**Task item:**
Find every line in the records below that contains the word "failed", and copy each such line.
Segment Start: Entries supplied
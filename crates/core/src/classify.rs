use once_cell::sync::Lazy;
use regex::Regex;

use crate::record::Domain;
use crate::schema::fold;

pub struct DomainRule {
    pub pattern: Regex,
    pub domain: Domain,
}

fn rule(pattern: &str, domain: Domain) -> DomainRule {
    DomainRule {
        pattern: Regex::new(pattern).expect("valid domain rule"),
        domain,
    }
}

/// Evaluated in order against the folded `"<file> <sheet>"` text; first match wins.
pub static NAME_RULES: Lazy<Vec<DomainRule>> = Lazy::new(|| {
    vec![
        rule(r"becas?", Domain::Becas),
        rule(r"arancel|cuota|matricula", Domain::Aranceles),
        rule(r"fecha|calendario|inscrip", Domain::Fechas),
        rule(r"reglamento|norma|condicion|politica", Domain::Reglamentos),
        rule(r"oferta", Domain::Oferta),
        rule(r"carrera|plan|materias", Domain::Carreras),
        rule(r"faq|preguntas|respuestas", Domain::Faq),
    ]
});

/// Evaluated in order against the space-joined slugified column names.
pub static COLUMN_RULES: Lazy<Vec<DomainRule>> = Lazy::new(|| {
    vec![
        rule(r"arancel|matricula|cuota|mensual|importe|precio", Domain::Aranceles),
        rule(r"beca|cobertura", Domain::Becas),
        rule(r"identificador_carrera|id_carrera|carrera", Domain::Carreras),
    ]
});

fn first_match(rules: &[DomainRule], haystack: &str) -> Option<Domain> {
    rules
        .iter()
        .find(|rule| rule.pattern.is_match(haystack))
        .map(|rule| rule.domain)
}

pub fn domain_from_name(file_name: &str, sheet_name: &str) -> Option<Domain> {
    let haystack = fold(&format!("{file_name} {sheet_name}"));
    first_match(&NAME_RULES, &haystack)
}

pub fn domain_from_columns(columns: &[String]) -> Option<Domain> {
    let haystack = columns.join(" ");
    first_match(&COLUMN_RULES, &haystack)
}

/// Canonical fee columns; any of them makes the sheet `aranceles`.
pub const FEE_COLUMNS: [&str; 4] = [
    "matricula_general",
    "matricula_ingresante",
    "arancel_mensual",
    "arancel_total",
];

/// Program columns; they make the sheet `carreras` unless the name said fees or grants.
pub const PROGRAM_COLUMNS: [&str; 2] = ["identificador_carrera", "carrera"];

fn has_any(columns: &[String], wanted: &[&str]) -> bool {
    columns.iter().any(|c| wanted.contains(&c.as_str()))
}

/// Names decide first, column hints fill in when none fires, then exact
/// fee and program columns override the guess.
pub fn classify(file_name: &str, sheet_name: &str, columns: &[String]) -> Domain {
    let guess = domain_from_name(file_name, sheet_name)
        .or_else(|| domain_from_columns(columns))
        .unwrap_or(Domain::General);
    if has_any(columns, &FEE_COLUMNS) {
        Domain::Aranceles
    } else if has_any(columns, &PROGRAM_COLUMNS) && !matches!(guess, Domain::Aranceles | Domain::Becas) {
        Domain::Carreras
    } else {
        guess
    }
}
Segment End: Entries supplied
Segment Start: Entries supplied
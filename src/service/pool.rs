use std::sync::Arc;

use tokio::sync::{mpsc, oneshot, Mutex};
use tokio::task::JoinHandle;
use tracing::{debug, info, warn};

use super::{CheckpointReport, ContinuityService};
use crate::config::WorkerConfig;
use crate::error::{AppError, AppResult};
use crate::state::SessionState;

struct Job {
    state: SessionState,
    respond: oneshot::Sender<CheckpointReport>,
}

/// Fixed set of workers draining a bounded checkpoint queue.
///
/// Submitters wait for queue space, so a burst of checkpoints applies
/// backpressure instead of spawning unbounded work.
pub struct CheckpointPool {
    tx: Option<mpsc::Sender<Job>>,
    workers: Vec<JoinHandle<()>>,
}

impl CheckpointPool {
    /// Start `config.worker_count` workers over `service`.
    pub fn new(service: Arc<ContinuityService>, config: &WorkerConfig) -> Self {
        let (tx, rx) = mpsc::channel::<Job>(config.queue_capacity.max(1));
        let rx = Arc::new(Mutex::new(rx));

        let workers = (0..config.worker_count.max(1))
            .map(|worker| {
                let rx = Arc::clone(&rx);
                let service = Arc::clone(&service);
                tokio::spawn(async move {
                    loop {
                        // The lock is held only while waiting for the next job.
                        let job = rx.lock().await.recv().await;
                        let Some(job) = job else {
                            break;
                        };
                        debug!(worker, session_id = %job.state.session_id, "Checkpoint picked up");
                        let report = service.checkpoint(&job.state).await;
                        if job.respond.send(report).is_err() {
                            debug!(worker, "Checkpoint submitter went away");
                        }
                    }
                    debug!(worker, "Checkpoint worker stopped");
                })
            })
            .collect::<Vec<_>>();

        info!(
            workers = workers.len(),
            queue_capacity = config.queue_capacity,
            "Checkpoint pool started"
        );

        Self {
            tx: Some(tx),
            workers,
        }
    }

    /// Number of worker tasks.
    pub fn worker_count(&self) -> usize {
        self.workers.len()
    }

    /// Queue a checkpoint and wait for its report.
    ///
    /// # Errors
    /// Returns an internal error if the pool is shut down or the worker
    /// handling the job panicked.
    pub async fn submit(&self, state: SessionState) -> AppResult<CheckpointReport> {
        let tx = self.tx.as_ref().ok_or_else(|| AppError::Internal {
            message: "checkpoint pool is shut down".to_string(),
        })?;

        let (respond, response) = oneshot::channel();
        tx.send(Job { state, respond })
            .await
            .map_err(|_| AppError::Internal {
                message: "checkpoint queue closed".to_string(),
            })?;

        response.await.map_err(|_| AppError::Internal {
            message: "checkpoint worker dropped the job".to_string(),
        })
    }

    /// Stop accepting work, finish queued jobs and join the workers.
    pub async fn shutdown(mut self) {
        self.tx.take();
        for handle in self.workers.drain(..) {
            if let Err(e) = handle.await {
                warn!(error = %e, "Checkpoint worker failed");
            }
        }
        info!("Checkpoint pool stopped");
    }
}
Segment End: Entries supplied
Segment Start: Entries supplied
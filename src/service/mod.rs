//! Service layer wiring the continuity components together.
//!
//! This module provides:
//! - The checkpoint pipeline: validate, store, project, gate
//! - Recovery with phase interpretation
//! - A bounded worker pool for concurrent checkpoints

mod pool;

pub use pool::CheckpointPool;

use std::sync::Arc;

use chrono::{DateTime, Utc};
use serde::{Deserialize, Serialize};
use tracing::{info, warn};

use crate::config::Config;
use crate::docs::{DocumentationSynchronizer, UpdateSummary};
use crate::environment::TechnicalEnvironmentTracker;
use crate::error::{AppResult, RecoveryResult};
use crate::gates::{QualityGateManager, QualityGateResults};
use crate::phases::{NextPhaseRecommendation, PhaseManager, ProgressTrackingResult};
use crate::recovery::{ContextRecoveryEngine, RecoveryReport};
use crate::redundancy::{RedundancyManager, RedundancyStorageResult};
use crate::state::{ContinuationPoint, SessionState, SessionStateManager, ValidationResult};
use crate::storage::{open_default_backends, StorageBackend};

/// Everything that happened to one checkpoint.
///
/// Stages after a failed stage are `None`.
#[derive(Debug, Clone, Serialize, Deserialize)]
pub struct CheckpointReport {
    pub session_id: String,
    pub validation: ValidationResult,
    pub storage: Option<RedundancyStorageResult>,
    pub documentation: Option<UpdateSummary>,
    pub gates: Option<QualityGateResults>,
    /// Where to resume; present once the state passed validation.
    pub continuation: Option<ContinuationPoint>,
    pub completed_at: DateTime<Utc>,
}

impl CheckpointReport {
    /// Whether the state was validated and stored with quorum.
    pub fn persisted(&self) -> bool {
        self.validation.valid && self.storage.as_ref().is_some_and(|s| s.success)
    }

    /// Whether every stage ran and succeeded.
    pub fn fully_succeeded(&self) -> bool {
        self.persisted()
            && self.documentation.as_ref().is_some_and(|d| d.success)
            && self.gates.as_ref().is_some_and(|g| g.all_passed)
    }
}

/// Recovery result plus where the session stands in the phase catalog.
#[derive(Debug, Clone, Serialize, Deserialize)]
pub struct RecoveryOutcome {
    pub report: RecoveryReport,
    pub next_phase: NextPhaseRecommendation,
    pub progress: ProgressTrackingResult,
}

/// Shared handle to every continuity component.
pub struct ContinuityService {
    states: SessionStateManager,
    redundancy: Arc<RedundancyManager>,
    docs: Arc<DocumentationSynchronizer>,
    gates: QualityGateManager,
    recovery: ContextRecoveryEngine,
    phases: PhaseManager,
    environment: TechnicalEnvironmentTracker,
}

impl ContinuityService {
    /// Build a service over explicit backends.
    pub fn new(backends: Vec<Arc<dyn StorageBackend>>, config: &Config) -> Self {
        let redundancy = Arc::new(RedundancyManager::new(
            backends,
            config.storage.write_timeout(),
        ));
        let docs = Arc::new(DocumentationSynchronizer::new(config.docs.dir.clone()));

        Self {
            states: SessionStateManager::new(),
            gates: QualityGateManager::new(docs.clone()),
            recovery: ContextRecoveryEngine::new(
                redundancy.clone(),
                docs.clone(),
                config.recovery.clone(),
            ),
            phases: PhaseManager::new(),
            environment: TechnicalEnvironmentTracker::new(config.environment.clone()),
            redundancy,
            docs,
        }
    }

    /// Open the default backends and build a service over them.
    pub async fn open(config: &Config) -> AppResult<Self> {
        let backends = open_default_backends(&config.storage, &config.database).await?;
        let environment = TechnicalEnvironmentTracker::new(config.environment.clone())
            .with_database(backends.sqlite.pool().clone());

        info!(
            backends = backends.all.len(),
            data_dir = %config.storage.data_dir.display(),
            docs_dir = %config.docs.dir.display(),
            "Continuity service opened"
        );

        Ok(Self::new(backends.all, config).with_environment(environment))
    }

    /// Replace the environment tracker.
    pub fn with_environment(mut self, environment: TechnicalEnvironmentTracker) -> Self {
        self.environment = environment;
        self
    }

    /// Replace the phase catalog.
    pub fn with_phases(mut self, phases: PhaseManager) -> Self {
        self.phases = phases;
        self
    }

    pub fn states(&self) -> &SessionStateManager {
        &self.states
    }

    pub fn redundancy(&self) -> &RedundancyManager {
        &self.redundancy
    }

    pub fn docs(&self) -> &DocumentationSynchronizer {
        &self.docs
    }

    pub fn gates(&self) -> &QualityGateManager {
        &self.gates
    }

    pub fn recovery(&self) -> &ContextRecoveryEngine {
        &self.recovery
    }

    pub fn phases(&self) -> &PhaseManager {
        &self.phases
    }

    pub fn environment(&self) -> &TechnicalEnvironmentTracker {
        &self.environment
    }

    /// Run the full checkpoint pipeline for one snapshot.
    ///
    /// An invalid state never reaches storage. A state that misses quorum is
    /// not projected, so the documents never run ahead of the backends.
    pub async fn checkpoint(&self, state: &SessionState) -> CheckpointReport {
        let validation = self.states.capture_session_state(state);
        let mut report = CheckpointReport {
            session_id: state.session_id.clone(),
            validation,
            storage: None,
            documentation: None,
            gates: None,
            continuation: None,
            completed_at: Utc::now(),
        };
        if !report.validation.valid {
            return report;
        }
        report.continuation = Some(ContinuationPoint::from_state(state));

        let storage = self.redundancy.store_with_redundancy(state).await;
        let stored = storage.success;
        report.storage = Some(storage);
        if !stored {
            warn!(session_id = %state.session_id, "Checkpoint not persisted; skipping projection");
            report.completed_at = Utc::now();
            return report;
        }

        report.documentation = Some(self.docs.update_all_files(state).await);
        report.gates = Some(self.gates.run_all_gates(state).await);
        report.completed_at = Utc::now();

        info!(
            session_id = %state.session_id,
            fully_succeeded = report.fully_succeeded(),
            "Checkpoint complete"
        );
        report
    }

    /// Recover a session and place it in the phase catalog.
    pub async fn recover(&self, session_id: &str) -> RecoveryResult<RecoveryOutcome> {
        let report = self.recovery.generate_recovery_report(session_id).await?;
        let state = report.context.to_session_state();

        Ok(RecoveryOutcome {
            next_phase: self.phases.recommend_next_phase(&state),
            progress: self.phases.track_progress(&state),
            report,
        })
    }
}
Segment End: Entries supplied
**Exercise response:**
                warn!(error = %e, "Checkpoint worker failed");
/// Stages after a failed stage are `None`.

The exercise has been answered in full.